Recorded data
/---

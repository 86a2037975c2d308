//! Temporal consolidation of structured records into episodes
//!
//! Records of one patient are sorted by received date and clustered greedily:
//! an episode keeps absorbing the next record while the gap to the most
//! recently absorbed record is below the window. The window therefore slides
//! with the episode; a chain of records each 50 days apart forms one episode
//! under a 60 day window however long the chain is.

use std::fmt::Debug;

use log::debug;
use rustc_hash::FxHashMap;
use serde::{Deserialize, Serialize};

use crate::models::{Episode, StructuredRecord};

/// Resolves a field when a record is absorbed into an episode
///
/// Records are absorbed in ascending date order, so `incoming` is never older
/// than `existing`.
pub trait MergeRule: Debug + Send + Sync {
    /// Merged value of one field
    fn merge(&self, existing: Option<String>, incoming: Option<String>) -> Option<String>;
}

/// Keeps the existing value unless it is missing
#[derive(Debug, Clone, Copy, Default, PartialEq, Eq)]
pub struct PreferNonNull;

impl MergeRule for PreferNonNull {
    fn merge(&self, existing: Option<String>, incoming: Option<String>) -> Option<String> {
        existing.or(incoming)
    }
}

/// Takes the newest (or oldest) value when both are present
#[derive(Debug, Clone, Copy, PartialEq, Eq)]
pub struct PreferByRecency {
    /// Prefer the value of the more recent record
    pub prefer_newest: bool,
}

impl Default for PreferByRecency {
    fn default() -> Self {
        Self {
            prefer_newest: true,
        }
    }
}

impl MergeRule for PreferByRecency {
    fn merge(&self, existing: Option<String>, incoming: Option<String>) -> Option<String> {
        match (existing, incoming) {
            (Some(existing), Some(incoming)) => {
                Some(if self.prefer_newest { incoming } else { existing })
            }
            (existing, incoming) => existing.or(incoming),
        }
    }
}

/// Merge rule selectable from configuration
#[derive(Debug, Clone, Copy, PartialEq, Eq, Serialize, Deserialize)]
#[serde(tag = "rule", rename_all = "snake_case")]
pub enum MergePolicy {
    /// See [`PreferNonNull`]
    PreferNonNull,
    /// See [`PreferByRecency`]
    PreferByRecency {
        /// Prefer the value of the more recent record
        prefer_newest: bool,
    },
}

impl Default for MergePolicy {
    fn default() -> Self {
        Self::PreferByRecency {
            prefer_newest: true,
        }
    }
}

impl MergeRule for MergePolicy {
    fn merge(&self, existing: Option<String>, incoming: Option<String>) -> Option<String> {
        match *self {
            Self::PreferNonNull => PreferNonNull.merge(existing, incoming),
            Self::PreferByRecency { prefer_newest } => {
                PreferByRecency { prefer_newest }.merge(existing, incoming)
            }
        }
    }
}

/// Consolidate records of any number of patients
///
/// Patients are consolidated independently and emitted in order of first
/// appearance; each patient's episodes are in ascending date order.
#[must_use]
pub fn consolidate(
    records: Vec<StructuredRecord>,
    window_days: i64,
    rule: &dyn MergeRule,
    separator: &str,
) -> Vec<Episode> {
    let mut index: FxHashMap<String, usize> = FxHashMap::default();
    let mut groups: Vec<Vec<StructuredRecord>> = Vec::new();

    for record in records {
        match index.get(&record.patient_id) {
            Some(&slot) => groups[slot].push(record),
            None => {
                index.insert(record.patient_id.clone(), groups.len());
                groups.push(vec![record]);
            }
        }
    }

    groups
        .into_iter()
        .flat_map(|group| consolidate_patient(group, window_days, rule, separator))
        .collect()
}

/// Consolidate the records of a single patient
///
/// # Arguments
/// * `records` - The patient's records in any order
/// * `window_days` - A record joins the current episode when it was received
///   fewer than this many days after the episode's latest record
/// * `rule` - Merge rule for field values
/// * `separator` - Joins non-empty remainder texts
#[must_use]
pub fn consolidate_patient(
    mut records: Vec<StructuredRecord>,
    window_days: i64,
    rule: &dyn MergeRule,
    separator: &str,
) -> Vec<Episode> {
    // Stable: same-day records keep their section order
    records.sort_by_key(|record| record.received_date);

    let mut records = records.into_iter();
    let Some(first) = records.next() else {
        return Vec::new();
    };

    let mut episodes = Vec::new();
    let mut current = Episode::from_record(first);

    for record in records {
        let gap = (record.received_date - current.date).num_days();
        if gap < window_days {
            absorb(&mut current, record, rule, separator);
        } else {
            episodes.push(std::mem::replace(&mut current, Episode::from_record(record)));
        }
    }
    episodes.push(current);

    if let Some(episode) = episodes.first() {
        debug!(
            "Patient {}: {} episode(s) from records spanning {} to {}",
            episode.patient_id,
            episodes.len(),
            episode.first_date,
            episodes.last().map_or(episode.date, |last| last.date)
        );
    }
    episodes
}

fn absorb(episode: &mut Episode, record: StructuredRecord, rule: &dyn MergeRule, separator: &str) {
    for (category, incoming) in record.fields {
        let existing = episode.fields.take(&category);
        episode.fields.set(&category, rule.merge(existing, incoming));
    }

    if !record.remainder.is_empty() {
        if !episode.remainder.is_empty() {
            episode.remainder.push_str(separator);
        }
        episode.remainder.push_str(&record.remainder);
    }

    episode.date = record.received_date;
    episode.record_count += 1;
}
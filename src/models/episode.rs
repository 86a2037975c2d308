//! Diagnosis episodes and their initial/recurrence classification

use chrono::NaiveDate;
use serde::{Deserialize, Serialize};

use crate::models::record::{ExtractedFields, StructuredRecord};

/// Consolidated clinical event for one patient
///
/// Built from one or more [`StructuredRecord`]s whose received dates lie
/// within the clustering window of each other.
#[derive(Debug, Clone, PartialEq, Eq, Serialize, Deserialize)]
pub struct Episode {
    /// Patient identifier (CPR)
    pub patient_id: String,
    /// Date of the most recently absorbed record
    pub date: NaiveDate,
    /// Date of the record the episode started from
    pub first_date: NaiveDate,
    /// Number of records absorbed, including the first
    pub record_count: usize,
    /// Resolved field values
    pub fields: ExtractedFields,
    /// Remainder texts of the absorbed records, joined
    pub remainder: String,
}

impl Episode {
    /// Start an episode from a single record
    #[must_use]
    pub fn from_record(record: StructuredRecord) -> Self {
        Self {
            patient_id: record.patient_id,
            date: record.received_date,
            first_date: record.received_date,
            record_count: 1,
            fields: record.fields,
            remainder: record.remainder,
        }
    }

    /// Days between the first and the last absorbed record
    #[must_use]
    pub fn span_days(&self) -> i64 {
        (self.date - self.first_date).num_days()
    }

    /// Value of a resolved category
    #[must_use]
    pub fn field(&self, category: &str) -> Option<&str> {
        self.fields.get(category)
    }
}

/// Partition of episodes into initial diagnoses and recurrences
#[derive(Debug, Clone, Default, PartialEq, Eq, Serialize, Deserialize)]
pub struct EpisodeClassification {
    /// Episodes carrying their patient's earliest date
    ///
    /// A patient has more than one initial episode when several episodes
    /// share the earliest date.
    pub initial: Vec<Episode>,
    /// All other episodes
    pub recurrence: Vec<Episode>,
}

impl EpisodeClassification {
    /// Total number of classified episodes
    #[must_use]
    pub fn len(&self) -> usize {
        self.initial.len() + self.recurrence.len()
    }

    /// Whether no episodes were classified
    #[must_use]
    pub fn is_empty(&self) -> bool {
        self.initial.is_empty() && self.recurrence.is_empty()
    }

    /// Initial episodes of one patient
    #[must_use]
    pub fn initial_for(&self, patient_id: &str) -> Vec<&Episode> {
        self.initial
            .iter()
            .filter(|e| e.patient_id == patient_id)
            .collect()
    }

    /// Recurrence episodes of one patient
    #[must_use]
    pub fn recurrences_for(&self, patient_id: &str) -> Vec<&Episode> {
        self.recurrence
            .iter()
            .filter(|e| e.patient_id == patient_id)
            .collect()
    }
}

\---

Work order: All of the entries need to be reproduced exactly; please write them out.

Answer section:
repository 86a2037975c2d308
//! Temporal consolidation of structured records into episodes
//!
//! Records of one patient are sorted by received date and clustered greedily:
//! an episode keeps absorbing the next record while the gap to the most
//! recently absorbed record is below the window. The window therefore slides
//! with the episode; a chain of records each 50 days apart forms one episode
//! under a 60 day window however long the chain is.

use std::fmt::Debug;

use log::debug;
use rustc_hash::FxHashMap;
use serde::{Deserialize, Serialize};

use crate::models::{Episode, StructuredRecord};

/// Resolves a field when a record is absorbed into an episode
///
/// Records are absorbed in ascending date order, so `incoming` is never older
/// than `existing`.
pub trait MergeRule: Debug + Send + Sync {
    /// Merged value of one field
    fn merge(&self, existing: Option<String>, incoming: Option<String>) -> Option<String>;
}

/// Keeps the existing value unless it is missing
#[derive(Debug, Clone, Copy, Default, PartialEq, Eq)]
pub struct PreferNonNull;

impl MergeRule for PreferNonNull {
    fn merge(&self, existing: Option<String>, incoming: Option<String>) -> Option<String> {
        existing.or(incoming)
    }
}

/// Takes the newest (or oldest) value when both are present
#[derive(Debug, Clone, Copy, PartialEq, Eq)]
pub struct PreferByRecency {
    /// Prefer the value of the more recent record
    pub prefer_newest: bool,
}

impl Default for PreferByRecency {
    fn default() -> Self {
        Self {
            prefer_newest: true,
        }
    }
}

impl MergeRule for PreferByRecency {
    fn merge(&self, existing: Option<String>, incoming: Option<String>) -> Option<String> {
        match (existing, incoming) {
            (Some(existing), Some(incoming)) => {
                Some(if self.prefer_newest { incoming } else { existing })
            }
            (existing, incoming) => existing.or(incoming),
        }
    }
}

/// Merge rule selectable from configuration
#[derive(Debug, Clone, Copy, PartialEq, Eq, Serialize, Deserialize)]
#[serde(tag = "rule", rename_all = "snake_case")]
pub enum MergePolicy {
    /// See [`PreferNonNull`]
    PreferNonNull,
    /// See [`PreferByRecency`]
    PreferByRecency {
        /// Prefer the value of the more recent record
        prefer_newest: bool,
    },
}

impl Default for MergePolicy {
    fn default() -> Self {
        Self::PreferByRecency {
            prefer_newest: true,
        }
    }
}

impl MergeRule for MergePolicy {
    fn merge(&self, existing: Option<String>, incoming: Option<String>) -> Option<String> {
        match *self {
            Self::PreferNonNull => PreferNonNull.merge(existing, incoming),
            Self::PreferByRecency { prefer_newest } => {
                PreferByRecency { prefer_newest }.merge(existing, incoming)
            }
        }
    }
}

/// Consolidate records of any number of patients
///
/// Patients are consolidated independently and emitted in order of first
/// appearance; each patient's episodes are in ascending date order.
#[must_use]
pub fn consolidate(
    records: Vec<StructuredRecord>,
    window_days: i64,
    rule: &dyn MergeRule,
    separator: &str,
) -> Vec<Episode> {
    let mut index: FxHashMap<String, usize> = FxHashMap::default();
    let mut groups: Vec<Vec<StructuredRecord>> = Vec::new();

    for record in records {
        match index.get(&record.patient_id) {
            Some(&slot) => groups[slot].push(record),
            None => {
                index.insert(record.patient_id.clone(), groups.len());
                groups.push(vec![record]);
            }
        }
    }

    groups
        .into_iter()
        .flat_map(|group| consolidate_patient(group, window_days, rule, separator))
        .collect()
}

/// Consolidate the records of a single patient
///
/// # Arguments
/// * `records` - The patient's records in any order
/// * `window_days` - A record joins the current episode when it was received
///   fewer than this many days after the episode's latest record
/// * `rule` - Merge rule for field values
/// * `separator` - Joins non-empty remainder texts
#[must_use]
pub fn consolidate_patient(
    mut records: Vec<StructuredRecord>,
    window_days: i64,
    rule: &dyn MergeRule,
    separator: &str,
) -> Vec<Episode> {
    // Stable: same-day records keep their section order
    records.sort_by_key(|record| record.received_date);

    let mut records = records.into_iter();
    let Some(first) = records.next() else {
        return Vec::new();
    };

    let mut episodes = Vec::new();
    let mut current = Episode::from_record(first);

    for record in records {
        let gap = (record.received_date - current.date).num_days();
        if gap < window_days {
            absorb(&mut current, record, rule, separator);
        } else {
            episodes.push(std::mem::replace(&mut current, Episode::from_record(record)));
        }
    }
    episodes.push(current);

    if let Some(episode) = episodes.first() {
        debug!(
            "Patient {}: {} episode(s) from records spanning {} to {}",
            episode.patient_id,
            episodes.len(),
            episode.first_date,
            episodes.last().map_or(episode.date, |last| last.date)
        );
    }
    episodes
}

fn absorb(episode: &mut Episode, record: StructuredRecord, rule: &dyn MergeRule, separator: &str) {
    for (category, incoming) in record.fields {
        let existing = episode.fields.take(&category);
        episode.fields.set(&category, rule.merge(existing, incoming));
    }

    if !record.remainder.is_empty() {
        if !episode.remainder.is_empty() {
            episode.remainder.push_str(separator);
        }
        episode.remainder.push_str(&record.remainder);
    }

    episode.date = record.received_date;
    episode.record_count += 1;
}
filename src/models/episode.rs
repository 86a2037975c2d308
//! Diagnosis episodes and their initial/recurrence classification

use chrono::NaiveDate;
use serde::{Deserialize, Serialize};

use crate::models::record::{ExtractedFields, StructuredRecord};

/// Consolidated clinical event for one patient
///
/// Built from one or more [`StructuredRecord`]s whose received dates lie
/// within the clustering window of each other.
#[derive(Debug, Clone, PartialEq, Eq, Serialize, Deserialize)]
pub struct Episode {
    /// Patient identifier (CPR)
    pub patient_id: String,
    /// Date of the most recently absorbed record
    pub date: NaiveDate,
    /// Date of the record the episode started from
    pub first_date: NaiveDate,
    /// Number of records absorbed, including the first
    pub record_count: usize,
    /// Resolved field values
    pub fields: ExtractedFields,
    /// Remainder texts of the absorbed records, joined
    pub remainder: String,
}

impl Episode {
    /// Start an episode from a single record
    #[must_use]
    pub fn from_record(record: StructuredRecord) -> Self {
        Self {
            patient_id: record.patient_id,
            date: record.received_date,
            first_date: record.received_date,
            record_count: 1,
            fields: record.fields,
            remainder: record.remainder,
        }
    }

    /// Days between the first and the last absorbed record
    #[must_use]
    pub fn span_days(&self) -> i64 {
        (self.date - self.first_date).num_days()
    }

    /// Value of a resolved category
    #[must_use]
    pub fn field(&self, category: &str) -> Option<&str> {
        self.fields.get(category)
    }
}

/// Partition of episodes into initial diagnoses and recurrences
#[derive(Debug, Clone, Default, PartialEq, Eq, Serialize, Deserialize)]
pub struct EpisodeClassification {
    /// Episodes carrying their patient's earliest date
    ///
    /// A patient has more than one initial episode when several episodes
    /// share the earliest date.
    pub initial: Vec<Episode>,
    /// All other episodes
    pub recurrence: Vec<Episode>,
}

impl EpisodeClassification {
    /// Total number of classified episodes
    #[must_use]
    pub fn len(&self) -> usize {
        self.initial.len() + self.recurrence.len()
    }

    /// Whether no episodes were classified
    #[must_use]
    pub fn is_empty(&self) -> bool {
        self.initial.is_empty() && self.recurrence.is_empty()
    }

    /// Initial episodes of one patient
    #[must_use]
    pub fn initial_for(&self, patient_id: &str) -> Vec<&Episode> {
        self.initial
            .iter()
            .filter(|e| e.patient_id == patient_id)
            .collect()
    }

    /// Recurrence episodes of one patient
    #[must_use]
    pub fn recurrences_for(&self, patient_id: &str) -> Vec<&Episode> {
        self.recurrence
            .iter()
            .filter(|e| e.patient_id == patient_id)
            .collect()
    }
}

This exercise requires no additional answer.